Copy every line from the records below that carries the word "Invalid".

(RECORD EXTRACTS Opens)

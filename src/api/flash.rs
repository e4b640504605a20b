//! Flash messages carried in the query string

use axum::response::Redirect;
use serde::Deserialize;

#[derive(Debug, Clone, Copy, PartialEq, Eq)]
pub enum FlashKind {
    Error,
    Success,
}

impl FlashKind {
    pub fn as_str(self) -> &'static str {
        match self {
            FlashKind::Error => "error",
            FlashKind::Success => "success",
        }
    }
}

/// `?error=...` / `?success=...` of the current request
#[derive(Debug, Clone, Default, Deserialize)]
pub struct Flash {
    pub error: Option<String>,
    pub success: Option<String>,
}

impl Flash {
    pub fn error(message: impl Into<String>) -> Self {
        Self {
            error: Some(message.into()),
            success: None,
        }
    }

    pub fn success(message: impl Into<String>) -> Self {
        Self {
            error: None,
            success: Some(message.into()),
        }
    }

    /// Messages to render, blank ones dropped
    pub fn messages(&self) -> impl Iterator<Item = (FlashKind, &str)> {
        let error = self.error.as_deref().map(|m| (FlashKind::Error, m));
        let success = self.success.as_deref().map(|m| (FlashKind::Success, m));
        error
            .into_iter()
            .chain(success)
            .filter(|(_, message)| !message.trim().is_empty())
    }
}

/// URL of `path` with the flash message appended
pub fn encoded_path(kind: FlashKind, path: &str, message: &str) -> String {
    let separator = if path.contains('?') { '&' } else { '?' };
    format!(
        "{path}{separator}{}={}",
        kind.as_str(),
        urlencoding::encode(message)
    )
}

/// Redirect (303) to `path` carrying a flash message
pub fn encoded_redirect(kind: FlashKind, path: &str, message: &str) -> Redirect {
    Redirect::to(&encoded_path(kind, path, message))
}

#[cfg(test)]
mod tests {
    use super::*;

    #[test]
    fn message_is_url_encoded() {
        assert_eq!(
            encoded_path(FlashKind::Error, "/sign-in", "Invalid login credentials"),
            "/sign-in?error=Invalid%20login%20credentials"
        );
    }

    #[test]
    fn existing_query_gets_ampersand() {
        assert_eq!(
            encoded_path(FlashKind::Success, "/dashboard?page=2", "Done & dusted"),
            "/dashboard?page=2&success=Done%20%26%20dusted"
        );
    }

    #[test]
    fn blank_messages_are_skipped() {
        let flash = Flash {
            error: Some("  ".to_string()),
            success: Some("Saved".to_string()),
        };
        let messages: Vec<_> = flash.messages().collect();
        assert_eq!(messages, vec![(FlashKind::Success, "Saved")]);
    }
}
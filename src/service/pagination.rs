//! Dashboard pagination arithmetic

/// Position within a paged listing
#[derive(Debug, Clone, Copy, PartialEq, Eq)]
pub struct Pagination {
    /// 1-based
    pub current_page: u64,
    pub total_count: u64,
    pub page_size: u64,
}

impl Pagination {
    /// `current_page` is clamped to the pages that exist, so past-the-end
    /// requests land on the last page
    pub fn new(current_page: u64, total_count: u64, page_size: u64) -> Self {
        let page_size = page_size.max(1);
        let last_page = total_count.div_ceil(page_size).max(1);
        Self {
            current_page: current_page.clamp(1, last_page),
            total_count,
            page_size,
        }
    }

    /// Row offset of a 1-based page, saturating on absurd page numbers
    pub fn offset_for(page: u64, page_size: u64) -> u64 {
        page.saturating_sub(1).saturating_mul(page_size)
    }

    pub fn total_pages(&self) -> u64 {
        self.total_count.div_ceil(self.page_size)
    }

    /// Page count shown in "Page x of y"; never zero
    pub fn display_pages(&self) -> u64 {
        self.total_pages().max(1)
    }

    pub fn offset(&self) -> u64 {
        Self::offset_for(self.current_page, self.page_size)
    }

    pub fn start_item(&self) -> u64 {
        self.offset().saturating_add(1)
    }

    pub fn end_item(&self) -> u64 {
        self.current_page
            .saturating_mul(self.page_size)
            .min(self.total_count)
    }

    pub fn summary(&self) -> String {
        if self.total_count == 0 {
            "No articles found".to_string()
        } else {
            format!(
                "Showing {} to {} of {} articles",
                self.start_item(),
                self.end_item(),
                self.total_count
            )
        }
    }

    pub fn previous_page(&self) -> u64 {
        self.current_page.saturating_sub(1).max(1)
    }

    pub fn next_page(&self) -> u64 {
        self.current_page.saturating_add(1).min(self.display_pages())
    }

    pub fn has_previous(&self) -> bool {
        self.current_page > 1
    }

    pub fn has_next(&self) -> bool {
        self.current_page < self.total_pages()
    }
}
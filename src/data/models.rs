//! Data models
//!
//! Rust structs mirroring the rows of the hosted tables and the
//! payloads sent to them. Timestamps are chrono UTC values.

use chrono::{DateTime, Utc};
use serde::{Deserialize, Serialize};

// =============================================================================
// News
// =============================================================================

/// A row of the `news` table
#[derive(Debug, Clone, PartialEq, Serialize, Deserialize)]
pub struct NewsArticle {
    pub id: i64,
    pub source_name: String,
    pub category: String,
    pub headline: String,
    pub story: String,
    pub summary: Option<String>,
    pub bullet_points: Option<Vec<String>>,
    pub image_link: Option<String>,
    /// Unique per article
    pub source_link: String,
    pub meta_description: Option<String>,
    pub meta_keywords: Option<String>,
    pub created_at: DateTime<Utc>,
    pub updated_at: DateTime<Utc>,
}

/// Editable columns of a news article
///
/// `id`, `created_at` and `updated_at` are owned by the table schema
/// and never part of an update payload.
#[derive(Debug, Clone, Default, PartialEq, Serialize, Deserialize)]
pub struct NewsArticleChanges {
    #[serde(skip_serializing_if = "Option::is_none")]
    pub source_name: Option<String>,
    #[serde(skip_serializing_if = "Option::is_none")]
    pub category: Option<String>,
    #[serde(skip_serializing_if = "Option::is_none")]
    pub headline: Option<String>,
    #[serde(skip_serializing_if = "Option::is_none")]
    pub story: Option<String>,
    #[serde(skip_serializing_if = "Option::is_none")]
    pub summary: Option<String>,
    #[serde(skip_serializing_if = "Option::is_none")]
    pub bullet_points: Option<Vec<String>>,
    #[serde(skip_serializing_if = "Option::is_none")]
    pub image_link: Option<String>,
    #[serde(skip_serializing_if = "Option::is_none")]
    pub source_link: Option<String>,
    #[serde(skip_serializing_if = "Option::is_none")]
    pub meta_description: Option<String>,
    #[serde(skip_serializing_if = "Option::is_none")]
    pub meta_keywords: Option<String>,
}

impl NewsArticleChanges {
    /// Apply the changes to an in-memory article
    pub fn apply_to(&self, article: &mut NewsArticle) {
        if let Some(value) = &self.source_name {
            article.source_name = value.clone();
        }
        if let Some(value) = &self.category {
            article.category = value.clone();
        }
        if let Some(value) = &self.headline {
            article.headline = value.clone();
        }
        if let Some(value) = &self.story {
            article.story = value.clone();
        }
        if let Some(value) = &self.summary {
            article.summary = Some(value.clone());
        }
        if let Some(value) = &self.bullet_points {
            article.bullet_points = Some(value.clone());
        }
        if let Some(value) = &self.image_link {
            article.image_link = Some(value.clone());
        }
        if let Some(value) = &self.source_link {
            article.source_link = value.clone();
        }
        if let Some(value) = &self.meta_description {
            article.meta_description = Some(value.clone());
        }
        if let Some(value) = &self.meta_keywords {
            article.meta_keywords = Some(value.clone());
        }
    }
}

/// Insert payload produced by the crawler
#[derive(Debug, Clone, PartialEq, Serialize, Deserialize)]
pub struct NewNewsArticle {
    pub source_name: String,
    pub category: String,
    pub headline: String,
    pub story: String,
    pub summary: Option<String>,
    pub bullet_points: Option<Vec<String>>,
    pub image_link: Option<String>,
    pub source_link: String,
    pub meta_description: Option<String>,
    pub meta_keywords: Option<String>,
}

/// Columns the dashboard can sort by
#[derive(Debug, Clone, Copy, Default, PartialEq, Eq, Serialize, Deserialize)]
#[serde(rename_all = "snake_case")]
pub enum SortField {
    Headline,
    Category,
    SourceName,
    #[default]
    CreatedAt,
    UpdatedAt,
}

impl SortField {
    /// Column name in the `news` table
    pub fn column(self) -> &'static str {
        match self {
            SortField::Headline => "headline",
            SortField::Category => "category",
            SortField::SourceName => "source_name",
            SortField::CreatedAt => "created_at",
            SortField::UpdatedAt => "updated_at",
        }
    }
}

#[derive(Debug, Clone, Copy, Default, PartialEq, Eq, Serialize, Deserialize)]
#[serde(rename_all = "lowercase")]
pub enum SortOrder {
    Asc,
    #[default]
    Desc,
}

impl SortOrder {
    pub fn as_str(self) -> &'static str {
        match self {
            SortOrder::Asc => "asc",
            SortOrder::Desc => "desc",
        }
    }

    pub fn toggled(self) -> Self {
        match self {
            SortOrder::Asc => SortOrder::Desc,
            SortOrder::Desc => SortOrder::Asc,
        }
    }
}

impl std::str::FromStr for SortField {
    type Err = ();

    fn from_str(value: &str) -> Result<Self, Self::Err> {
        match value {
            "headline" => Ok(SortField::Headline),
            "category" => Ok(SortField::Category),
            "source_name" => Ok(SortField::SourceName),
            "created_at" => Ok(SortField::CreatedAt),
            "updated_at" => Ok(SortField::UpdatedAt),
            _ => Err(()),
        }
    }
}

impl std::str::FromStr for SortOrder {
    type Err = ();

    fn from_str(value: &str) -> Result<Self, Self::Err> {
        match value.to_ascii_lowercase().as_str() {
            "asc" => Ok(SortOrder::Asc),
            "desc" => Ok(SortOrder::Desc),
            _ => Err(()),
        }
    }
}

/// Listing filters for the news table
#[derive(Debug, Clone, PartialEq)]
pub struct NewsFilters {
    pub limit: u32,
    pub offset: u32,
    /// Case-insensitive headline substring
    pub query: Option<String>,
    pub sort: SortField,
    pub order: SortOrder,
    pub category: Option<String>,
    pub source: Option<String>,
}

impl Default for NewsFilters {
    fn default() -> Self {
        Self {
            limit: 20,
            offset: 0,
            query: None,
            sort: SortField::default(),
            order: SortOrder::default(),
            category: None,
            source: None,
        }
    }
}

/// One page of news plus the exact number of matching rows
#[derive(Debug, Clone, Default, PartialEq, Serialize, Deserialize)]
pub struct NewsPage {
    pub data: Vec<NewsArticle>,
    pub count: u64,
}

/// Columns with a distinct-value lookup for filter options
#[derive(Debug, Clone, Copy, PartialEq, Eq)]
pub enum FilterColumn {
    Category,
    SourceName,
}

impl FilterColumn {
    pub fn column(self) -> &'static str {
        match self {
            FilterColumn::Category => "category",
            FilterColumn::SourceName => "source_name",
        }
    }
}

// =============================================================================
// Contact
// =============================================================================

#[derive(Debug, Clone, Copy, Default, PartialEq, Eq, Serialize, Deserialize)]
#[serde(rename_all = "lowercase")]
pub enum ContactStatus {
    #[default]
    New,
    Read,
    Responded,
}

/// A row of the `contact_submissions` table
#[derive(Debug, Clone, PartialEq, Serialize, Deserialize)]
pub struct ContactSubmission {
    pub id: i64,
    pub created_at: DateTime<Utc>,
    pub name: String,
    pub email: String,
    pub subject: String,
    pub message: String,
    pub status: ContactStatus,
}

/// Contact form payload, written once
#[derive(Debug, Clone, PartialEq, Serialize, Deserialize)]
pub struct NewContactSubmission {
    pub name: String,
    pub email: String,
    pub subject: String,
    pub message: String,
    pub status: ContactStatus,
    pub created_at: DateTime<Utc>,
}

impl NewContactSubmission {
    pub fn new(name: String, email: String, subject: String, message: String) -> Self {
        Self {
            name,
            email,
            subject,
            message,
            status: ContactStatus::New,
            created_at: Utc::now(),
        }
    }
}

// =============================================================================
// Profile
// =============================================================================

/// A row of the `profiles` table, keyed by identity user id
#[derive(Debug, Clone, PartialEq, Serialize, Deserialize)]
pub struct Profile {
    pub id: String,
    pub email: Option<String>,
    pub full_name: Option<String>,
    pub updated_at: DateTime<Utc>,
}

#[cfg(test)]
mod tests {
    use super::*;

    #[test]
    fn changes_skip_unset_fields_when_serialized() {
        let changes = NewsArticleChanges {
            headline: Some("New headline".to_string()),
            ..Default::default()
        };

        let value = serde_json::to_value(&changes).unwrap();
        assert_eq!(value, serde_json::json!({ "headline": "New headline" }));
    }

    #[test]
    fn contact_status_uses_lowercase_names() {
        let value = serde_json::to_value(ContactStatus::Responded).unwrap();
        assert_eq!(value, serde_json::json!("responded"));
        let parsed: ContactStatus = serde_json::from_str("\"read\"").unwrap();
        assert_eq!(parsed, ContactStatus::Read);
    }

    #[test]
    fn news_article_parses_table_row() {
        let row = serde_json::json!({
            "id": 42,
            "source_name": "BBC News",
            "category": "World",
            "headline": "Headline",
            "story": "Story",
            "summary": null,
            "bullet_points": ["one", "two"],
            "image_link": null,
            "source_link": "https://www.bbc.com/news/articles/abc",
            "meta_description": null,
            "meta_keywords": "politics, economy",
            "created_at": "2025-01-02T03:04:05.123456+00:00",
            "updated_at": "2025-01-02T03:04:05+00:00"
        });

        let article: NewsArticle = serde_json::from_value(row).unwrap();
        assert_eq!(article.id, 42);
        assert_eq!(article.bullet_points.as_deref().map(<[String]>::len), Some(2));
        assert!(article.summary.is_none());
    }

    #[test]
    fn sort_params_parse() {
        assert_eq!("source_name".parse(), Ok(SortField::SourceName));
        assert_eq!("DESC".parse(), Ok(SortOrder::Desc));
        assert!("id; drop".parse::<SortField>().is_err());
    }

    #[test]
    fn sort_order_toggles() {
        assert_eq!(SortOrder::Asc.toggled(), SortOrder::Desc);
        assert_eq!(SortOrder::Desc.toggled(), SortOrder::Asc);
    }
}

(RECORD EXTRACTS Closes)

> EXERCISE OUTPUT
            encoded_path(FlashKind::Error, "/sign-in", "Invalid login credentials"),
            "/sign-in?error=Invalid%20login%20credentials"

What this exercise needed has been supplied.